Locate every line in the material below that has the word "Serialize". Copy each of those lines.

[Material provided Boundary: Start]

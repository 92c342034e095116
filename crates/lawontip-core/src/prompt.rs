//! Prompt assembly for both chat modes.

use std::fmt::Write;
use std::str::FromStr;

use lawontip_llm::Message;
use lawontip_memory::ScoredVectorPoint;
use serde::{Deserialize, Serialize};

use crate::session::Turn;

const QUESTION_INSTRUCTION: &str = "\
As a legal chatbot specializing in Indian law, provide accurate and concise information based on \
the user's questions. Focus on relevant context from the knowledge base while avoiding unnecessary \
details. Your responses should be brief, professional, and contextually relevant. If a question \
falls outside the given context, rely on your knowledge base to generate an appropriate response. \
Prioritize the user's query and deliver precise information pertaining to Indian legal system.";

const SCENARIO_INSTRUCTION: &str = "\
You are a legal expert chatbot specializing in Indian law. When a user describes a scenario, \
analyze it, identify the relevant legal issue, and provide the most applicable law, section, or \
rule from the Indian legal context. Use the provided context from the knowledge base to support \
your answer. If the scenario involves exceptions (such as self-defense), explain the relevant law \
and its application concisely.";

const NO_CONTEXT: &str = "(no relevant passages found)";
const NO_HISTORY: &str = "(none)";

/// How the user's message is framed for the model.
#[derive(Debug, Clone, Copy, Default, PartialEq, Eq, Serialize, Deserialize)]
#[serde(rename_all = "lowercase")]
pub enum Mode {
    #[default]
    Question,
    Scenario,
}

impl Mode {
    pub const ALL: [Self; 2] = [Self::Question, Self::Scenario];

    #[must_use]
    pub fn as_str(self) -> &'static str {
        match self {
            Self::Question => "question",
            Self::Scenario => "scenario",
        }
    }

    /// Label shown in the mode selector.
    #[must_use]
    pub fn label(self) -> &'static str {
        match self {
            Self::Question => "Ask a legal question",
            Self::Scenario => "Describe a scenario",
        }
    }

    #[must_use]
    pub fn instruction(self) -> &'static str {
        match self {
            Self::Question => QUESTION_INSTRUCTION,
            Self::Scenario => SCENARIO_INSTRUCTION,
        }
    }

    fn heading(self) -> &'static str {
        match self {
            Self::Question => "QUESTION",
            Self::Scenario => "SCENARIO",
        }
    }
}

impl std::fmt::Display for Mode {
    fn fmt(&self, f: &mut std::fmt::Formatter<'_>) -> std::fmt::Result {
        f.write_str(self.as_str())
    }
}

impl FromStr for Mode {
    type Err = String;

    fn from_str(s: &str) -> Result<Self, Self::Err> {
        match s.trim().to_ascii_lowercase().as_str() {
            "question" => Ok(Self::Question),
            "scenario" => Ok(Self::Scenario),
            other => Err(format!("unknown mode: {other}")),
        }
    }
}

/// Estimate token count using chars/4 heuristic.
#[must_use]
pub fn estimate_tokens(text: &str) -> usize {
    text.chars().count().div_ceil(4)
}

#[derive(Debug, Clone)]
pub struct AssembledPrompt {
    pub messages: Vec<Message>,
    /// Number of leading retrieved chunks that made it into the prompt.
    pub chunks_used: usize,
    /// Number of most recent history turns that made it into the prompt.
    pub turns_used: usize,
    pub estimated_tokens: usize,
}

#[derive(Debug, Clone)]
pub struct PromptAssembler {
    budget_tokens: usize,
}

impl PromptAssembler {
    #[must_use]
    pub fn new(budget_tokens: usize) -> Self {
        Self { budget_tokens }
    }

    /// Build the system and user messages for one turn.
    ///
    /// `chunks` must be in ranking order and `history` oldest first. Over
    /// budget, the oldest turns are dropped first, then the lowest-ranked
    /// chunks. The message itself and the top chunk are always kept.
    #[must_use]
    pub fn assemble(
        &self,
        mode: Mode,
        message: &str,
        chunks: &[ScoredVectorPoint],
        history: &[Turn],
    ) -> AssembledPrompt {
        let mut first_turn = 0;
        let mut chunk_count = chunks.len();

        loop {
            let messages = vec![
                Message::system(mode.instruction()),
                Message::user(user_message(
                    mode,
                    message,
                    &chunks[..chunk_count],
                    &history[first_turn..],
                )),
            ];
            let estimated_tokens = messages.iter().map(|m| estimate_tokens(&m.content)).sum();

            if estimated_tokens <= self.budget_tokens {
                return self.done(messages, chunk_count, history.len() - first_turn, estimated_tokens);
            }
            if first_turn < history.len() {
                first_turn += 1;
            } else if chunk_count > 1 {
                chunk_count -= 1;
            } else {
                tracing::warn!(
                    estimated_tokens,
                    budget = self.budget_tokens,
                    "prompt exceeds budget with only the message and top passage"
                );
                return self.done(messages, chunk_count, 0, estimated_tokens);
            }
        }
    }

    fn done(
        &self,
        messages: Vec<Message>,
        chunks_used: usize,
        turns_used: usize,
        estimated_tokens: usize,
    ) -> AssembledPrompt {
        tracing::debug!(
            chunks_used,
            turns_used,
            estimated_tokens,
            budget = self.budget_tokens,
            "prompt assembled"
        );
        AssembledPrompt {
            messages,
            chunks_used,
            turns_used,
            estimated_tokens,
        }
    }
}

fn user_message(mode: Mode, message: &str, chunks: &[ScoredVectorPoint], history: &[Turn]) -> String {
    let mut out = String::from("CONTEXT:\n");
    if chunks.is_empty() {
        out.push_str(NO_CONTEXT);
    }
    for (i, chunk) in chunks.iter().enumerate() {
        if i > 0 {
            out.push_str("\n\n");
        }
        let _ = write!(out, "[{}]\n{}", chunk.payload.citation(), chunk.payload.text.trim());
    }

    out.push_str("\n\nCHAT HISTORY:\n");
    if history.is_empty() {
        out.push_str(NO_HISTORY);
    }
    for (i, turn) in history.iter().enumerate() {
        if i > 0 {
            out.push('\n');
        }
        let _ = write!(out, "Human: {}\nAssistant: {}", turn.user, turn.assistant);
    }

    let _ = write!(out, "\n\n{}: {message}\n\nANSWER:", mode.heading());
    out
}
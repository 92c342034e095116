use std::future::Future;
use std::path::PathBuf;
use std::pin::Pin;

use serde::{Deserialize, Serialize};

#[derive(Debug, thiserror::Error)]
pub enum VectorStoreError {
    #[error("dimension mismatch: index holds {expected}-dimensional vectors, got {actual}")]
    Dimension { expected: usize, actual: usize },
    #[error("empty vector")]
    EmptyVector,
    #[error("vector index not found at {}", .0.display())]
    NotFound(PathBuf),
    #[error("incompatible index file: {0}")]
    Incompatible(String),
    #[error("index IO error: {0}")]
    Io(#[from] std::io::Error),
    #[error("serialization error: {0}")]
    Serialization(#[from] serde_json::Error),
    #[error("index lock poisoned")]
    Poisoned,
}

/// Retrieval payload stored next to each vector.
#[derive(Debug, Clone, PartialEq, Eq, Serialize, Deserialize)]
pub struct ChunkPayload {
    pub text: String,
    /// File name of the source document.
    pub source: String,
    /// 1-based page number.
    pub page: u32,
    pub chunk_index: usize,
}

impl ChunkPayload {
    /// Human-readable citation, e.g. `ipc.pdf, page 12`.
    #[must_use]
    pub fn citation(&self) -> String {
        format!("{}, page {}", self.source, self.page)
    }
}

#[derive(Debug, Clone, PartialEq, Serialize, Deserialize)]
pub struct VectorPoint {
    pub id: String,
    pub vector: Vec<f32>,
    pub payload: ChunkPayload,
}

impl VectorPoint {
    /// Build a point whose id is the content hash of its payload, so that
    /// re-ingesting an unchanged chunk replaces rather than duplicates it.
    #[must_use]
    pub fn new(vector: Vec<f32>, payload: ChunkPayload) -> Self {
        Self {
            id: point_id(&payload),
            vector,
            payload,
        }
    }
}

#[must_use]
pub fn point_id(payload: &ChunkPayload) -> String {
    let mut hasher = blake3::Hasher::new();
    hasher.update(payload.source.as_bytes());
    hasher.update(&[0]);
    hasher.update(&payload.page.to_le_bytes());
    hasher.update(&(payload.chunk_index as u64).to_le_bytes());
    hasher.update(payload.text.as_bytes());
    hasher.finalize().to_hex().to_string()
}

#[derive(Debug, Clone)]
pub struct ScoredVectorPoint {
    pub id: String,
    /// Higher is more similar.
    pub score: f32,
    pub payload: ChunkPayload,
}

pub(crate) type BoxFuture<'a, T> = Pin<Box<dyn Future<Output = T> + Send + 'a>>;

pub trait VectorStore: Send + Sync {
    /// Insert points, replacing any existing point with the same id in place.
    fn upsert(&self, points: Vec<VectorPoint>) -> BoxFuture<'_, Result<(), VectorStoreError>>;

    /// Return at most `limit` points ordered from most to least similar.
    fn search(
        &self,
        vector: Vec<f32>,
        limit: usize,
    ) -> BoxFuture<'_, Result<Vec<ScoredVectorPoint>, VectorStoreError>>;

    fn len(&self) -> usize;

    fn is_empty(&self) -> bool {
        self.len() == 0
    }

    /// Dimension fixed by the first stored vector, if any.
    fn dimension(&self) -> Option<usize>;
}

[Material provided Boundary: End]

◆ Response ◆
use serde::{Deserialize, Serialize};
#[derive(Debug, Clone, Copy, Default, PartialEq, Eq, Serialize, Deserialize)]
use serde::{Deserialize, Serialize};
#[derive(Debug, Clone, PartialEq, Eq, Serialize, Deserialize)]
#[derive(Debug, Clone, PartialEq, Serialize, Deserialize)]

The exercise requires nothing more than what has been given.